Across these entries, work out how many lines carry the string "declarator", and give only that number.
■ ■ ■ ■
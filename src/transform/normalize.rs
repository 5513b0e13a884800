/*
 * Copyright (c) 2026-present, the Ladybird developers.
 *
 * SPDX-License-Identifier: BSD-2-Clause
 */

//! Block normalizer.
//!
//! Wraps every single-statement control-flow arm, loop body, and
//! expression-bodied arrow function in a block, so later passes always
//! have a statement list to insert into. Runs before any other mutating
//! pass and is idempotent.

use crate::ast::*;

pub fn ensure_blocks(program: &mut Program) {
    for statement in &mut program.body {
        normalize_statement(statement);
    }
}

fn blockify(statement: &mut Statement) {
    if !matches!(statement.inner, StatementKind::Block(_)) {
        let range = statement.range;
        let inner = std::mem::replace(statement, Statement::block(Vec::new()));
        *statement = Statement::new(range, StatementKind::Block(vec![inner]));
    }
    normalize_statement(statement);
}

fn normalize_statement(statement: &mut Statement) {
    match &mut statement.inner {
        StatementKind::Empty
        | StatementKind::Debugger
        | StatementKind::Break { .. }
        | StatementKind::Continue { .. }
        | StatementKind::Import(_)
        | StatementKind::Error => {}
        StatementKind::Expression(expression) => normalize_expression(expression),
        StatementKind::Block(children) => {
            for child in children {
                normalize_statement(child);
            }
        }
        StatementKind::If {
            test,
            consequent,
            alternate,
        } => {
            normalize_expression(test);
            blockify(consequent);
            if let Some(alternate) = alternate {
                // `else if` chains stay chains; only plain arms get wrapped.
                if matches!(alternate.inner, StatementKind::If { .. }) {
                    normalize_statement(alternate);
                } else {
                    blockify(alternate);
                }
            }
        }
        StatementKind::While { test, body } | StatementKind::DoWhile { test, body } => {
            normalize_expression(test);
            blockify(body);
        }
        StatementKind::For {
            init,
            test,
            update,
            body,
        } => {
            match init {
                Some(ForInit::Declaration(declaration)) => normalize_statement(declaration),
                Some(ForInit::Expression(expression)) => normalize_expression(expression),
                None => {}
            }
            if let Some(test) = test {
                normalize_expression(test);
            }
            if let Some(update) = update {
                normalize_expression(update);
            }
            blockify(body);
        }
        StatementKind::ForInOf {
            head, rhs, body, ..
        } => {
            match head {
                ForHead::Declaration { .. } => {}
                ForHead::Expression(expression) => normalize_expression(expression),
            }
            normalize_expression(rhs);
            blockify(body);
        }
        StatementKind::Switch {
            discriminant,
            cases,
        } => {
            normalize_expression(discriminant);
            for case in cases {
                if let Some(test) = &mut case.test {
                    normalize_expression(test);
                }
                for child in &mut case.body {
                    normalize_statement(child);
                }
            }
        }
        StatementKind::With { object, body } => {
            normalize_expression(object);
            blockify(body);
        }
        StatementKind::Labelled { body, .. } => normalize_statement(body),
        StatementKind::Return(argument) => {
            if let Some(argument) = argument {
                normalize_expression(argument);
            }
        }
        StatementKind::Throw(argument) => normalize_expression(argument),
        StatementKind::Try(data) => {
            normalize_statement(&mut data.block);
            if let Some(handler) = &mut data.handler {
                normalize_statement(&mut handler.body);
            }
            if let Some(finalizer) = &mut data.finalizer {
                normalize_statement(finalizer);
            }
        }
        StatementKind::VariableDeclaration { declarations, .. } => {
            for declarator in declarations {
                if let Some(init) = &mut declarator.init {
                    normalize_expression(init);
                }
            }
        }
        StatementKind::FunctionDeclaration(data) => normalize_function(data),
        StatementKind::ClassDeclaration(data) => normalize_class(data),
        StatementKind::Export(data) => {
            if let Some(declaration) = &mut data.declaration {
                normalize_statement(declaration);
            }
        }
    }
}

fn normalize_expression(expression: &mut Expression) {
    match &mut expression.inner {
        ExpressionKind::Function(data) => normalize_function(data),
        ExpressionKind::Class(data) => normalize_class(data),
        ExpressionKind::Binary { lhs, rhs, .. }
        | ExpressionKind::Logical { lhs, rhs, .. }
        | ExpressionKind::Assignment { lhs, rhs, .. } => {
            normalize_expression(lhs);
            normalize_expression(rhs);
        }
        ExpressionKind::Unary { operand, .. } => normalize_expression(operand),
        ExpressionKind::Update { argument, .. } => normalize_expression(argument),
        ExpressionKind::Conditional {
            test,
            consequent,
            alternate,
        } => {
            normalize_expression(test);
            normalize_expression(consequent);
            normalize_expression(alternate);
        }
        ExpressionKind::Sequence(expressions) => {
            for child in expressions {
                normalize_expression(child);
            }
        }
        ExpressionKind::Member {
            object, property, ..
        } => {
            normalize_expression(object);
            normalize_expression(property);
        }
        ExpressionKind::Call(data) | ExpressionKind::New(data) => {
            normalize_expression(&mut data.callee);
            for argument in &mut data.arguments {
                normalize_expression(&mut argument.value);
            }
        }
        ExpressionKind::Spread(argument) => normalize_expression(argument),
        ExpressionKind::Array(elements) => {
            for element in elements.iter_mut().flatten() {
                normalize_expression(element);
            }
        }
        ExpressionKind::Object(properties) => {
            for property in properties {
                normalize_expression(&mut property.key);
                if let Some(value) = &mut property.value {
                    normalize_expression(value);
                }
            }
        }
        ExpressionKind::TemplateLiteral(data) => {
            for child in &mut data.expressions {
                normalize_expression(child);
            }
        }
        ExpressionKind::TaggedTemplate { tag, quasi } => {
            normalize_expression(tag);
            normalize_expression(quasi);
        }
        ExpressionKind::Yield { argument, .. } => {
            if let Some(argument) = argument {
                normalize_expression(argument);
            }
        }
        ExpressionKind::Await(operand) => normalize_expression(operand),
        _ => {}
    }
}

fn normalize_function(data: &mut FunctionData) {
    for parameter in &mut data.parameters {
        if let Some(default_value) = &mut parameter.default_value {
            normalize_expression(default_value);
        }
    }
    // An expression-bodied arrow becomes `{ return E; }`.
    if let FunctionBody::Expression(expression) = &mut data.body {
        let mut argument = Box::new(Expression::undefined());
        std::mem::swap(expression, &mut argument);
        data.body = FunctionBody::Block(vec![Node::synthesized(StatementKind::Return(Some(
            argument,
        )))]);
    }
    if let FunctionBody::Block(statements) = &mut data.body {
        for statement in statements {
            normalize_statement(statement);
        }
    }
}

fn normalize_class(data: &mut ClassData) {
    if let Some(super_class) = &mut data.super_class {
        normalize_expression(super_class);
    }
    for element in &mut data.elements {
        match element {
            ClassElement::Method(method) => normalize_function(&mut method.function),
            ClassElement::Field { initializer, .. } => {
                if let Some(initializer) = initializer {
                    normalize_expression(initializer);
                }
            }
            ClassElement::StaticBlock(statements) => {
                for statement in statements {
                    normalize_statement(statement);
                }
            }
        }
    }
}

#[cfg(test)]
mod tests {
    use super::*;
    use crate::parser::Parser;
    use crate::printer;

    fn normalized(source: &str) -> Program {
        let chars: Vec<char> = source.chars().collect();
        let mut parser = Parser::new(&chars);
        let mut program = parser.parse_program();
        ensure_blocks(&mut program);
        program
    }

    #[test]
    fn wraps_single_statement_arms() {
        let program = normalized("if (a) b();");
        let StatementKind::If { consequent, .. } = &program.body[0].inner else {
            panic!("expected if");
        };
        assert!(matches!(consequent.inner, StatementKind::Block(_)));
    }

    #[test]
    fn arrow_expression_body_becomes_return() {
        let program = normalized("const f = x => x + 1;");
        let StatementKind::VariableDeclaration { declarations, .. } = &program.body[0].inner
        else {
            panic!("expected declaration");
        };
        let Some(init) = &declarations[0].init else {
            panic!("expected init")
        };
        let ExpressionKind::Function(data) = &init.inner else {
            panic!("expected arrow");
        };
        let FunctionBody::Block(statements) = &data.body else {
            panic!("expected block body");
        };
        assert!(matches!(statements[0].inner, StatementKind::Return(Some(_))));
    }

    #[test]
    fn idempotent() {
        let mut program = normalized("if (a) b(); else if (c) for (;;) d();");
        let once = printer::print(&program);
        ensure_blocks(&mut program);
        let twice = printer::print(&program);
        assert_eq!(once, twice);
    }
}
■ ■ ■ ■
**Result**. 2